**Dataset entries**

※ ※ ※

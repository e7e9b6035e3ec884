//! Canvas configuration
//!
//! A serializable description of a canvas, so hosts can keep canvas setup in
//! JSON next to the rest of their configuration.

use std::fs;
use std::path::Path;

use log::debug;
use serde::{Deserialize, Serialize};

use crate::blend::BlendMode;
use crate::canvas::Canvas;
use crate::color::Color;
use crate::error::Result;
use crate::geometry::Rect;

/// Default canvas width
pub const DEFAULT_WIDTH: u32 = 320;

/// Default canvas height
pub const DEFAULT_HEIGHT: u32 = 240;

/// Settings used to build a [`Canvas`]
#[derive(Debug, Clone, PartialEq, Eq, Serialize, Deserialize)]
#[serde(default)]
pub struct CanvasOptions {
    pub width: u32,
    pub height: u32,
    pub blend_mode: BlendMode,
    /// Initial scissor; the whole canvas when absent
    #[serde(skip_serializing_if = "Option::is_none")]
    pub scissor: Option<Rect>,
    /// Initial fill; transparent black when absent
    #[serde(skip_serializing_if = "Option::is_none")]
    pub clear_color: Option<Color>,
}

impl Default for CanvasOptions {
    fn default() -> Self {
        Self {
            width: DEFAULT_WIDTH,
            height: DEFAULT_HEIGHT,
            blend_mode: BlendMode::default(),
            scissor: None,
            clear_color: None,
        }
    }
}

impl CanvasOptions {
    pub fn new(width: u32, height: u32) -> Self {
        Self {
            width,
            height,
            ..Self::default()
        }
    }

    /// Parse options from a JSON document; missing fields take defaults
    pub fn from_json(json: &str) -> Result<Self> {
        Ok(serde_json::from_str(json)?)
    }

    /// Load options from a JSON file
    pub fn load(path: impl AsRef<Path>) -> Result<Self> {
        let json = fs::read_to_string(path)?;
        Self::from_json(&json)
    }

    /// Save options to a JSON file
    pub fn save(&self, path: impl AsRef<Path>) -> Result<()> {
        let json = serde_json::to_string_pretty(self)?;
        fs::write(path, json)?;
        Ok(())
    }

    /// Create a canvas with these settings
    pub fn build(&self) -> Result<Canvas> {
        let mut canvas = Canvas::new(self.width, self.height)?;
        if let Some(color) = self.clear_color {
            canvas.fill(color);
        }
        if let Some(scissor) = self.scissor {
            canvas.set_scissor(scissor)?;
        }
        canvas.set_blend_mode(self.blend_mode);
        debug!("built canvas from options {:?}", self);
        Ok(canvas)
    }
}

#[cfg(test)]
mod tests {
    use super::*;
    use crate::error::CanvasError;
    use crate::geometry::Point;

    #[test]
    fn test_partial_json_uses_defaults() {
        let opts = CanvasOptions::from_json(r#"{ "width": 64 }"#).unwrap();
        assert_eq!(opts.width, 64);
        assert_eq!(opts.height, DEFAULT_HEIGHT);
        assert_eq!(opts.blend_mode, BlendMode::Alpha);
        assert_eq!(opts.scissor, None);
    }

    #[test]
    fn test_full_json() {
        let json = r#"{
            "width": 16,
            "height": 8,
            "blend_mode": "multiply",
            "scissor": {
                "upper_left": { "x": 2, "y": 1 },
                "lower_right": { "x": 9, "y": 6 }
            },
            "clear_color": { "r": 1, "g": 2, "b": 3, "a": 4 }
        }"#;
        let opts = CanvasOptions::from_json(json).unwrap();
        assert_eq!(opts.blend_mode, BlendMode::Multiply);
        assert_eq!(opts.scissor, Some(Rect::new(Point::new(2, 1), Point::new(9, 6))));

        let canvas = opts.build().unwrap();
        assert_eq!((canvas.width(), canvas.height()), (16, 8));
        assert_eq!(canvas.blend_mode(), BlendMode::Multiply);
        assert_eq!(canvas.scissor(), Rect::from_xywh(2, 1, 8, 6));
        assert_eq!(canvas.get_pixel(15, 7), Some(Color::new(1, 2, 3, 4)));
    }

    #[test]
    fn test_unknown_blend_mode_rejected() {
        let err = CanvasOptions::from_json(r#"{ "blend_mode": "screen" }"#).unwrap_err();
        assert!(matches!(err, CanvasError::Options(_)));
    }

    #[test]
    fn test_build_rejects_bad_scissor() {
        let mut opts = CanvasOptions::new(4, 4);
        opts.scissor = Some(Rect::from_xywh(2, 2, 4, 4));
        assert!(matches!(opts.build(), Err(CanvasError::InvalidScissor(_))));

        opts.width = 0;
        assert!(matches!(opts.build(), Err(CanvasError::InvalidDimensions { .. })));
    }

    #[test]
    fn test_save_and_load() {
        let name = format!("softcanvas-opts-{}.json", std::process::id());
        let path = std::env::temp_dir().join(name);
        let mut opts = CanvasOptions::new(10, 20);
        opts.blend_mode = BlendMode::Add;
        opts.clear_color = Some(Color::BLACK);

        opts.save(&path).unwrap();
        let loaded = CanvasOptions::load(&path).unwrap();
        std::fs::remove_file(&path).unwrap();
        assert_eq!(loaded, opts);
    }

    #[test]
    fn test_load_missing_file() {
        let err = CanvasOptions::load("/nonexistent/softcanvas.json").unwrap_err();
        assert!(matches!(err, CanvasError::Io(_)));
    }
}
fn inline_css() -> &'static str {
    r#"
/* Reset & Base */
* {
    box-sizing: border-box;
    margin: 0;
    padding: 0;
}

body {
    font-family: system-ui, -apple-system, 'Segoe UI', sans-serif;
    line-height: 1.6;
    color: #111827;
    background: #ffffff;
}

.container {
    max-width: 1400px;
    margin: 0 auto;
    padding: 2rem;
}

/* Header */
header {
    margin-bottom: 1rem;
    padding-bottom: 1rem;
    border-bottom: 2px solid #e5e7eb;
}

header h1 {
    font-size: 2rem;
    font-weight: 700;
    margin-bottom: 0.5rem;
}

header .meta {
    color: #6b7280;
    font-size: 0.875rem;
}

.filter-bar {
    background: #f3f4f6;
    border-radius: 0.5rem;
    padding: 0.5rem 1rem;
    margin-bottom: 2rem;
    font-size: 0.875rem;
    color: #374151;
}

.warning {
    background: #fef3c7;
    border-left: 4px solid #f59e0b;
    padding: 1rem;
    border-radius: 0.5rem;
    margin-bottom: 2rem;
}

/* Summary */
.summary {
    display: grid;
    grid-template-columns: repeat(auto-fit, minmax(180px, 1fr));
    gap: 1rem;
    margin-bottom: 2rem;
}

.summary-card {
    background: #f9fafb;
    padding: 1rem;
    border-radius: 0.5rem;
    border-left: 4px solid #f97316;
}

.summary-card h3 {
    font-size: 0.875rem;
    font-weight: 600;
    color: #6b7280;
    margin-bottom: 0.5rem;
}

.summary-card .value {
    font-size: 1.5rem;
    font-weight: 700;
}

/* Cohort risk */
.risk-card {
    padding: 1.25rem;
    border-radius: 0.5rem;
    margin-bottom: 2rem;
    color: #ffffff;
}

.risk-card h2 {
    font-size: 1.5rem;
    margin-bottom: 0.25rem;
}

.risk-high { background: #dc2626; }
.risk-moderate { background: #f59e0b; }
.risk-low { background: #16a34a; }

/* Section */
.section {
    margin-bottom: 2rem;
}

.section h2 {
    font-size: 1.5rem;
    font-weight: 700;
    margin-bottom: 1rem;
}

.chart-grid {
    display: grid;
    grid-template-columns: repeat(auto-fit, minmax(420px, 1fr));
    gap: 1.5rem;
}

.chart-label {
    font-size: 0.875rem;
    font-weight: 600;
    color: #374151;
    margin-bottom: 0.25rem;
}

canvas {
    width: 100%;
    display: block;
}

.insights li {
    list-style: none;
    padding: 0.5rem 0.75rem;
    margin-bottom: 0.5rem;
    background: #eff6ff;
    border-left: 4px solid #3b82f6;
    border-radius: 0.25rem;
}

/* Table */
.table-wrap {
    max-height: 600px;
    overflow: auto;
}

table {
    width: 100%;
    border-collapse: collapse;
    background: #ffffff;
}

thead {
    background: #f9fafb;
    position: sticky;
    top: 0;
}

th {
    padding: 0.5rem;
    text-align: left;
    font-weight: 600;
    font-size: 0.8rem;
    color: #374151;
    border-bottom: 2px solid #e5e7eb;
    cursor: pointer;
    user-select: none;
}

th.asc::after { content: ' \25B2'; }
th.desc::after { content: ' \25BC'; }

td {
    padding: 0.5rem;
    border-bottom: 1px solid #e5e7eb;
    font-size: 0.8rem;
}

.band-high { color: #dc2626; font-weight: 600; }
.band-moderate { color: #d97706; font-weight: 600; }
.band-low { color: #16a34a; }

.recommendation {
    white-space: pre-wrap;
    background: #f0fdf4;
    border-left: 4px solid #22c55e;
    padding: 1rem;
    border-radius: 0.5rem;
    font-family: inherit;
}

.recommendation.unavailable {
    background: #fef2f2;
    border-left-color: #ef4444;
}

footer {
    margin-top: 3rem;
    padding-top: 1rem;
    border-top: 1px solid #e5e7eb;
    color: #9ca3af;
    font-size: 0.75rem;
    text-align: center;
}

@media (prefers-color-scheme: dark) {
    body { background: #111827; color: #f9fafb; }
    .summary-card, thead, table { background: #1f2937; }
    .filter-bar { background: #1f2937; color: #d1d5db; }
    .insights li { background: #1e3a5f; }
    th { color: #d1d5db; border-bottom-color: #374151; }
    td { border-bottom-color: #374151; }
    .chart-label { color: #d1d5db; }
    .recommendation { background: #14532d; }
    .warning { background: #78350f; }
}
"#
}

※ ※ ※

**TASK**
Using the entries, count how many lines contain the string "Some". Write only the number.

**TASK SOLUTION**
6